Class:  Early Childhood Education 207 Instructor:  Julie Ehle

  • “Screen Time at a Young Age:  Long Term Consequences”

This poster explains the short and long term consequences of too much screen time at an early age.

Rachael Belke

Class:  Early Childhood Education 207 Instructor:  Julie Ehle

  • “Superhero Play:  A Valuable Educational Tool”

Superheroes are heavily featured in children’s media, toys, school supplies, and clothing.  This poster explores ways to use children’s fascination with superheroes as an educational tool.

Gianina Colasacco

Class:  Early Childhood Education 207 Instructor:  Julie Ehle

  • “Being Creative with Music and Movement through the Four Developmental Areas”
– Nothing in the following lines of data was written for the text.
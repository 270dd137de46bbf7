//! # Strider Bus Adapter Layer
//!
//! 总线硬件抽象层。一条总线上挂多个伺服，按整数地址寻址；
//! 适配器负责一次「请求 → 应答」往返，不理解载荷语义。

use std::time::Duration;
use thiserror::Error;

// 重新导出 strider-protocol 中的 BusFrame
pub use strider_protocol::BusFrame;

#[cfg(target_os = "linux")]
pub mod socketcan_fd;

#[cfg(target_os = "linux")]
pub use socketcan_fd::SocketCanFdAdapter;

/// 总线适配层统一错误类型
///
/// 注意：单个伺服在窗口内不应答不是错误（`transact` 返回 `Ok(None)`）。
/// 这里的错误都是总线级故障，上层视为致命。
#[derive(Error, Debug)]
pub enum BusError {
    #[error("IO Error: {0}")]
    Io(#[from] std::io::Error),
    #[error("Device Error: {0}")]
    Device(#[from] BusDeviceError),
    #[error("Write timeout")]
    Timeout,
    #[error("Bus not started")]
    NotStarted,
}

/// 设备/后端错误的结构化分类
#[derive(Debug, Clone, Copy, PartialEq, Eq)]
pub enum BusDeviceErrorKind {
    Unknown,
    NotFound,
    AccessDenied,
    Busy,
    UnsupportedConfig,
    InvalidFrame,
    Backend,
}

/// 结构化设备错误
#[derive(Error, Debug, Clone)]
#[error("{kind:?}: {message}")]
pub struct BusDeviceError {
    pub kind: BusDeviceErrorKind,
    pub message: String,
}

impl BusDeviceError {
    pub fn new(kind: BusDeviceErrorKind, message: impl Into<String>) -> Self {
        Self {
            kind,
            message: message.into(),
        }
    }

    pub fn is_fatal(&self) -> bool {
        matches!(
            self.kind,
            BusDeviceErrorKind::NotFound | BusDeviceErrorKind::AccessDenied
        )
    }
}

impl From<String> for BusDeviceError {
    fn from(message: String) -> Self {
        Self::new(BusDeviceErrorKind::Unknown, message)
    }
}

impl From<&str> for BusDeviceError {
    fn from(message: &str) -> Self {
        Self::new(BusDeviceErrorKind::Unknown, message)
    }
}

/// 总线适配器接口
///
/// 实现者持有一条物理总线的独占所有权。同一总线上的事务串行执行；
/// 不同总线的适配器互不相关，可以在各自线程里真并行。
pub trait BusAdapter: Send {
    /// 一次寻址往返：发送请求帧，在窗口内等待同地址的应答帧
    ///
    /// # 返回
    /// - `Ok(Some(frame))`: 收到应答
    /// - `Ok(None)`: 窗口内无应答（预期情况，非错误）
    /// - `Err(_)`: 总线级故障
    fn transact(
        &mut self,
        request: BusFrame,
        timeout: Duration,
    ) -> Result<Option<BusFrame>, BusError>;

    /// 只发送，不等待应答（用于停止广播等无应答指令）
    fn send(&mut self, frame: BusFrame) -> Result<(), BusError>;
}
This poster explains how music and movement aid child development in all areas:  social-emotional, cognitive, language and physical.  

Alexandria Moulter

Class:  Early Childhood Education 207 Instructor:  Julie Ehle

  • “STEM in Early Childhood”

This poster explains the importance of STEM education in earlier childhood education levels.  Children are getting some STEM education, but there needs to be much more.

Stephanie Ruhlig

Class:  Early Childhood Education 207 Instructor:  Julie Ehle


  • “Technology Whodathunkit”

These students are ‘90s babies who have grown up depending on their phones for practical uses and hearing some of the usual cautions, such as “Don’t drive in text.” In this presentation, however, they explore the sometimes unexpected ways that the use of modern technology affects our health, economy, and safety.

David Ostergaard, Brooke Hancock,  Anna Smith, Jessica Schrot

  • “Epilepsy: What it is, What (not) to do”

This speech dispels many myths remain epilepsy and suggests ways to help someone who is having a seizure.  

Vicki Bobzien

  • “Making a Movie with Friesian Horses”

This speech recounts a student’s experience working as a horse trainer on a major motion picture.